> [Work task]
What lines of the data below include the word "normalize"? Report them by copying each.

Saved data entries
━━━━━━━━━━━━━━━━━━━━
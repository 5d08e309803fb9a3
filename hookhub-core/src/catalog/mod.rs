//! HookHub Catalog - hook discovery by text and category
//!
//! This module holds the catalog query engine: the typed hook model,
//! normalization of stored records into that model, and the combined
//! search + category filter.
//!
//! # Overview
//!
//! The catalog system allows callers to:
//! - Load a stored catalog (JSON) or the built-in dataset
//! - List all hooks, hooks of one category, or featured hooks
//! - Narrow the catalog by free-text search and a set of categories
//!
//! # Architecture
//!
//! ```text
//! hooks.json (stored records)
//!     │
//!     ▼
//! RawCatalog / RawHook  ← serde shapes of the stored data
//!     │  normalize()
//!     ▼
//! HookCatalog           ← owns Vec<Hook>, immutable
//!     │  query(&HookQuery)
//!     ▼
//! Vec<&Hook>            ← borrowed, source order preserved
//! ```

mod hook;
mod query;
mod record;
mod store;

pub use hook::{Hook, HookCategory, UnknownCategory};
pub use query::{query, HookQuery};
pub use record::{normalize, parse_date, NormalizeOptions, RawCatalog, RawHook};
pub use store::HookCatalog;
━━━━━━━━━━━━━━━━━━━━
> [Solution to this task]
//!     │  normalize()
pub use record::{normalize, parse_date, NormalizeOptions, RawCatalog, RawHook};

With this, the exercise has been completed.